What the Nature Conservancy can teach other groups fighting for social change.
An environmental activist with green paint on his hand gives a plant to a car driver
Collaboration requires letting go of some of your favorite battles. | Reuters/Sigit Pamungkas

When people think about the environmental movement, too often they think about controversy. They think of Greenpeace, confrontations, and activists who are so passionate about what they believe in that they sometimes can’t hear other points of view.

At a speech April 23 at Stanford GSB, Mark Tercek, the president and CEO of The Nature Conservancy, presented another model of environmentalism: as a collaborative movement, in which environmentalists, business people, and government officials come together to tackle the biggest problems today. Water. Biodiversity. Even climate change.

His remarks were in the context of the environmental movement, but the ideas hold promise for all kinds of organizations taking on social causes. Nonprofit leaders inevitably confront the question: How do I scale my organization so that it’s large enough to take on a mountainous problem?

Faced with that question, many leaders immediately think about adding staff and resources, which translates to fundraising. Anyone who’s ever spent an entire half-year planning and hosting a fundraising gala knows how difficult it is to scale philanthropy. Fundraising consumes so much time — but it is the norm, and it has seemed there’s no other way.

Tercek, who’s also written a book, Nature’s Fortune: How Business and Society Thrive By Investing in Nature, shows how collaboration, on the other hand, can scale an organization’s endeavors. Take, for instance, Quito, Ecuador, 10 years ago.

The booming city was facing the question of how to supply clean water. The Nature Conservancy went to the local water company and suggested that instead of building a new plant to clean dirty water, the company set up a fund to invest upstream in protecting the watershed.

Not only was it cheaper, the city would get eco-benefits for free. Not surprisingly, the water company saw the force of the argument.

Look at all the people who came together to create the change. There was the Conservancy, the water company, a local beer brewer, and the Coca-Cola bottler, which all joined forces, providing money and connections.

The collaboration had a ripple effect; the change was far greater even than Nature Conservancy scientists who first were aware of the water issues in Quito probably imagined.

It turned out FEMSA, the dominant Coke bottler in Latin America, has headquarters in Monterrey, Mexico, which had a water problem too. FEMSA recruited leading industrial players in Monterrey to contribute $25 million to get a forest restoration project underway.

And, The Nature Conservancy has been able to open 30 water funds around the world using the same model.

The story holds many lessons for all of us trying to effect social change. One lesson is how difficult collaboration is. We’re not privy to what happened in the meetings between business executives and scientists, or teams of people had to work through the bureaucracy in a developing country. You can bet it was difficult.

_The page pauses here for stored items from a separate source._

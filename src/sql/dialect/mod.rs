//! SQL Dialect definitions and formatting rules.
//!
//! Each dialect implements `SqlDialect` to handle the syntax a compiled
//! list query depends on:
//!
//! - Identifier quoting: `"` (PG/DuckDB/SQLite), `` ` `` (MySQL), `[]` (T-SQL)
//! - Boolean literals: true/false vs 1/0
//! - Case-insensitive matching: native `ILIKE` vs `LOWER(x) LIKE LOWER(p)`
//! - Text cast target for enum columns
//! - Timestamp literal spelling
//!
//! # Usage
//!
//! ```ignore
//! use sift::sql::dialect::{Dialect, SqlDialect};
//!
//! let dialect = Dialect::Postgres;
//! let quoted = dialect.quote_identifier("user");  // "user"
//! ```

mod duckdb;
pub mod helpers;
mod mysql;
mod postgres;
mod sqlite;
mod tsql;

use std::str::FromStr;

use serde::{Deserialize, Serialize};

pub use duckdb::DuckDb;
pub use mysql::MySql;
pub use postgres::Postgres;
pub use sqlite::Sqlite;
pub use tsql::TSql;

/// SQL dialect trait - defines how SQL constructs are rendered.
///
/// The default implementations follow ANSI SQL where possible.
pub trait SqlDialect: std::fmt::Debug {
    /// Dialect name for display/logging.
    fn name(&self) -> &'static str;

    // =========================================================================
    // Identifier and Literal Quoting
    // =========================================================================

    /// Quote an identifier (table, column, alias).
    fn quote_identifier(&self, ident: &str) -> String;

    /// Quote a string literal.
    ///
    /// All dialects use single quotes with `''` for escaping.
    fn quote_string(&self, s: &str) -> String {
        helpers::quote_string_single(s)
    }

    /// Format a boolean literal.
    ///
    /// - PostgreSQL/DuckDB: `true`/`false`
    /// - MySQL/T-SQL/SQLite: `1`/`0`
    fn format_bool(&self, b: bool) -> &'static str;

    /// Format a NULL literal.
    fn format_null(&self) -> &'static str {
        "NULL"
    }

    /// An always-true or always-false predicate.
    fn format_constant_predicate(&self, b: bool) -> &'static str {
        if b {
            "TRUE"
        } else {
            "FALSE"
        }
    }

    // =========================================================================
    // Pattern Matching
    // =========================================================================

    /// Whether this dialect has a native case-insensitive `ILIKE`.
    ///
    /// Dialects without it get `LOWER(expr) LIKE LOWER(pattern)`.
    fn supports_ilike(&self) -> bool {
        false
    }

    // =========================================================================
    // Types and Temporal Literals
    // =========================================================================

    /// Type name used when casting a column to text (`CAST(x AS ...)`).
    fn text_cast_type(&self) -> &'static str {
        "VARCHAR"
    }

    /// Format a timestamp literal from `YYYY-MM-DD HH:MM:SS[.ffffff]`.
    ///
    /// - ANSI/PostgreSQL/DuckDB/MySQL: `TIMESTAMP '...'`
    /// - SQLite: plain string (ISO text compares in order)
    /// - T-SQL: plain string with `T` separator
    fn format_timestamp_literal(&self, timestamp: &str) -> String {
        format!("TIMESTAMP '{}'", timestamp)
    }
}

/// Supported SQL dialects.
#[derive(Debug, Clone, Copy, PartialEq, Eq, Hash, Default, Serialize, Deserialize)]
#[serde(rename_all = "lowercase")]
pub enum Dialect {
    #[default]
    DuckDb,
    TSql,
    MySql,
    Postgres,
    Sqlite,
}

impl Dialect {
    /// All supported dialects, in declaration order.
    pub const ALL: [Dialect; 5] = [
        Dialect::DuckDb,
        Dialect::TSql,
        Dialect::MySql,
        Dialect::Postgres,
        Dialect::Sqlite,
    ];

    /// Get the dialect implementation.
    pub fn dialect(&self) -> &'static dyn SqlDialect {
        match self {
            Dialect::DuckDb => &DuckDb,
            Dialect::Postgres => &Postgres,
            Dialect::TSql => &TSql,
            Dialect::MySql => &MySql,
            Dialect::Sqlite => &Sqlite,
        }
    }
}

// Implement SqlDialect for Dialect enum by delegating to concrete types
impl SqlDialect for Dialect {
    fn name(&self) -> &'static str {
        self.dialect().name()
    }

    fn quote_identifier(&self, ident: &str) -> String {
        self.dialect().quote_identifier(ident)
    }

    fn quote_string(&self, s: &str) -> String {
        self.dialect().quote_string(s)
    }

    fn format_bool(&self, b: bool) -> &'static str {
        self.dialect().format_bool(b)
    }

    fn format_null(&self) -> &'static str {
        self.dialect().format_null()
    }

    fn format_constant_predicate(&self, b: bool) -> &'static str {
        self.dialect().format_constant_predicate(b)
    }

    fn supports_ilike(&self) -> bool {
        self.dialect().supports_ilike()
    }

    fn text_cast_type(&self) -> &'static str {
        self.dialect().text_cast_type()
    }

    fn format_timestamp_literal(&self, timestamp: &str) -> String {
        self.dialect().format_timestamp_literal(timestamp)
    }
}

impl std::fmt::Display for Dialect {
    fn fmt(&self, f: &mut std::fmt::Formatter<'_>) -> std::fmt::Result {
        write!(f, "{}", self.dialect().name())
    }
}

/// Error returned when parsing an unknown dialect name.
#[derive(Debug, Clone, PartialEq, Eq, thiserror::Error)]
#[error("Unknown SQL dialect '{0}' (expected one of: duckdb, tsql, mysql, postgres, sqlite)")]
pub struct UnknownDialect(pub String);

impl FromStr for Dialect {
    type Err = UnknownDialect;

    fn from_str(s: &str) -> Result<Self, Self::Err> {
        match s.to_ascii_lowercase().as_str() {
            "duckdb" => Ok(Dialect::DuckDb),
            "tsql" | "mssql" | "sqlserver" => Ok(Dialect::TSql),
            "mysql" => Ok(Dialect::MySql),
            "postgres" | "postgresql" => Ok(Dialect::Postgres),
            "sqlite" => Ok(Dialect::Sqlite),
            _ => Err(UnknownDialect(s.to_string())),
        }
    }
}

Collaboration is hard, messy work, and the solutions aren’t perfect.
Dale T. Miller

To collaborate, you have to let go of some of your favorite battles and ways of making change. The Nature Conservancy in this case could have taken the old-fashioned, combative approach of haranguing poor farmers and ranchers upstream — which probably would have been slower and achieved, at best, a limited change.

Tercek says that environmentalists fight too much, couch their causes in terms of extreme good and evil — “we’re quick to make analogies with movements like civil rights, ending apartheid, ending slavery” — and have burned some bridges in the past by vilifying people on the other side of the debate.

Take a lesson from Greenpeace. Its executive director, Kumi Naidoo, adopts the attitude: Have no permanent friends and no permanent enemies. But if you can make progress, make it. That means engaging in a civil way with people whose point of view is different. Be pointed, but don’t vilify.

So Greenpeace organized campaigns against deforestation in the rainforest, which was soaring due to global demand for soy. The slogan for their campaign against McDonald’s: “Did you know Ronald McDonald is causing deforestation in the Amazon?”

The campaign won the attention of McDonald’s, which came together with companies including Cargill, agricultural players in Brazil, and the Brazilian government.

In this case, the campaigners did have a role, but they were ready to take a collaborative, pragmatic approach when the time came. And they can get much more done by leveraging the power of a company like Cargill. Companies have great power to spread an ethos; they are expert in establishing culture and ways of doing business that scale.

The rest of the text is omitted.